Influence of systemic immune responses in the brain after wound injury of tail amputation in zebrafish

Abstract

Background: Increasing lines of evidence demonstrate that systemic immune responses triggered by either sterile or infectious inflammation can activate neuroimmune responses, resulting in developing Alzheimer’s pathology, such as phosphorylation of tau protein. Systemic inflammation can be a risk factor for developing cognitive dysfunctions and even Alzheimer’s disease. We have been using a laboratory murine model, laparotomy, to demonstrate that systemic immune responses stimulate production of cytokines and activation of microglia in the brain.
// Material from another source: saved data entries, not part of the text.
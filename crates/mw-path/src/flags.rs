/// Tunable constants for the path analysis engine.
#[derive(Debug, Clone, Copy, PartialEq)]
pub struct AnalysisOpts {
    /// Radius around a site within which towers are fiber-reachable, in km.
    pub radius_km: f64,
    /// Propagation speed over the fiber access legs, in km per latency unit.
    pub fiber_speed: f64,
    /// Propagation speed over the microwave backbone, in km per latency unit.
    pub microwave_speed: f64,
    /// Aggregate stretch below which an alternate path is acceptable.
    pub stretch_threshold: f64,
}

impl Default for AnalysisOpts {
    fn default() -> Self {
        Self {
            radius_km: 50.0,
            fiber_speed: 200.0,
            microwave_speed: 300.0,
            stretch_threshold: 1.05,
        }
    }
}

impl AnalysisOpts {
    /// Latency-weighted stretch of a backbone path of `path_length_km`
    /// reached over `dist_fiber_km` of access fiber, relative to covering the
    /// direct site-to-site distance entirely at microwave speed.
    pub fn stretch_aggr(
        &self,
        dist_fiber_km: f64,
        path_length_km: f64,
        geo_dist_dc_km: f64,
    ) -> f64 {
        (dist_fiber_km / self.fiber_speed + path_length_km / self.microwave_speed)
            / (geo_dist_dc_km / self.microwave_speed)
    }
}
use std::collections::BTreeSet;

use mw_core::NodeId;
use mw_graph::{EdgeKey, UndirectedView};

use crate::dijkstra::{shortest_path, shortest_path_masked, WeightedPath};

/// Enumerates simple paths between two nodes in non-decreasing length order
/// (Yen's algorithm).
///
/// Consumers that only need the leading low-stretch paths can stop pulling
/// from the iterator as soon as one path fails their acceptance rule; the
/// ordering guarantee makes that early exit sound.
pub struct SimplePaths<'a> {
    view: &'a UndirectedView,
    source: NodeId,
    target: NodeId,
    yielded: Vec<WeightedPath>,
    candidates: Vec<WeightedPath>,
    seen: BTreeSet<Vec<NodeId>>,
    started: bool,
}

impl<'a> SimplePaths<'a> {
    /// Creates the enumerator for a node pair.
    pub fn new(view: &'a UndirectedView, source: NodeId, target: NodeId) -> Self {
        Self {
            view,
            source,
            target,
            yielded: Vec::new(),
            candidates: Vec::new(),
            seen: BTreeSet::new(),
            started: false,
        }
    }

    fn spur_candidates(&mut self) {
        let previous = match self.yielded.last() {
            Some(path) => path.clone(),
            None => return,
        };
        for spur_idx in 0..previous.edge_count() {
            let spur_node = previous.nodes[spur_idx];
            let root = &previous.nodes[..=spur_idx];

            // Edges leaving the spur node along any already-yielded path that
            // shares this root must not be reused.
            let mut banned_edges: BTreeSet<EdgeKey> = BTreeSet::new();
            for path in &self.yielded {
                if path.nodes.len() > spur_idx + 1 && path.nodes[..=spur_idx] == *root {
                    banned_edges.insert(EdgeKey::new(path.nodes[spur_idx], path.nodes[spur_idx + 1]));
                }
            }
            // Root nodes other than the spur node are off limits to keep the
            // candidate simple.
            let banned_nodes: BTreeSet<NodeId> =
                root[..spur_idx].iter().copied().collect();

            let Some(spur_path) = shortest_path_masked(
                self.view,
                spur_node,
                self.target,
                &banned_nodes,
                &banned_edges,
            ) else {
                continue;
            };

            let mut nodes: Vec<NodeId> = root[..spur_idx].to_vec();
            nodes.extend(spur_path.nodes.iter().copied());
            let mut length_km = spur_path.length_km;
            for pair in nodes[..=spur_idx].windows(2) {
                match self.view.edge_length(pair[0], pair[1]) {
                    Some(len) => length_km += len,
                    None => continue,
                }
            }
            if self.seen.contains(&nodes) {
                continue;
            }
            self.seen.insert(nodes.clone());
            self.candidates.push(WeightedPath { nodes, length_km });
        }
    }

    fn pop_best_candidate(&mut self) -> Option<WeightedPath> {
        if self.candidates.is_empty() {
            return None;
        }
        let mut best = 0;
        for idx in 1..self.candidates.len() {
            let challenger = &self.candidates[idx];
            let incumbent = &self.candidates[best];
            if challenger.length_km < incumbent.length_km
                || (challenger.length_km == incumbent.length_km
                    && challenger.nodes < incumbent.nodes)
            {
                best = idx;
            }
        }
        Some(self.candidates.swap_remove(best))
    }
}

impl Iterator for SimplePaths<'_> {
    type Item = WeightedPath;

    fn next(&mut self) -> Option<WeightedPath> {
        if !self.started {
            self.started = true;
            let first = shortest_path(self.view, self.source, self.target)?;
            self.seen.insert(first.nodes.clone());
            self.yielded.push(first.clone());
            return Some(first);
        }
        self.spur_candidates();
        let next = self.pop_best_candidate()?;
        self.yielded.push(next.clone());
        Some(next)
    }
}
However, it is still unclear how systemic monocytes/macrophages responses after sterile inflammation. As zebrafish embryo has transparent body that suitable for imaging monocytes/macrophages, we aim to use zebrafish and tail amputation for investigating which factor can affect the influence of systemic inflammation in the brain. Method: Zebrafish was used as experimental model. Tg(coro1a:DsRed) transgenic fish was used to monitor microglia and macrophages. Tg(mpx:mCherry) was used for monitoring neutrophils, Tg(mepg1:GFP) was used for monitoring macrophages. We have used TALEN method to make knockout or mutation of IL-1b in zebrafish. Quantitative PCR and immunohistochemical staining were used for examination. Acridine orange and TUNEL were employed for labeling apoptotic cells. Tail amputation was performed at day 3 of embryos under anesthetization with tricaine. Result: Tail amputation recruited accumulation of monocytes/macrophages into the wound site in zebrafish tail. Surprisingly, increased number of macrophages and microglia were also found in the brain, which was tissue specific as no other organs showed similar phenomenon. Expression of mRNA for different cytokines was examined in the brain. Among which, IL-1b was significantly increased. Therefore, we prepared IL-1b knockout and mutated zebrafish. After amputation, the number of macrophages in the brain did not show any significant increase. To further understand why monocytes/macrophages migrate into the brain after peripheral wound injury, we found increased number of apoptotic cells in the brain after wound injury. IL-1b had a key role in regulating migration of monocytes/macrophages. Conclusion: Our study demonstrated that zebrafish is a good animal model to investigate how peripheral wound injury triggers neuroimmune responses. IL-1b is a key player to regulate migration of monocytes/macrophages into the brain.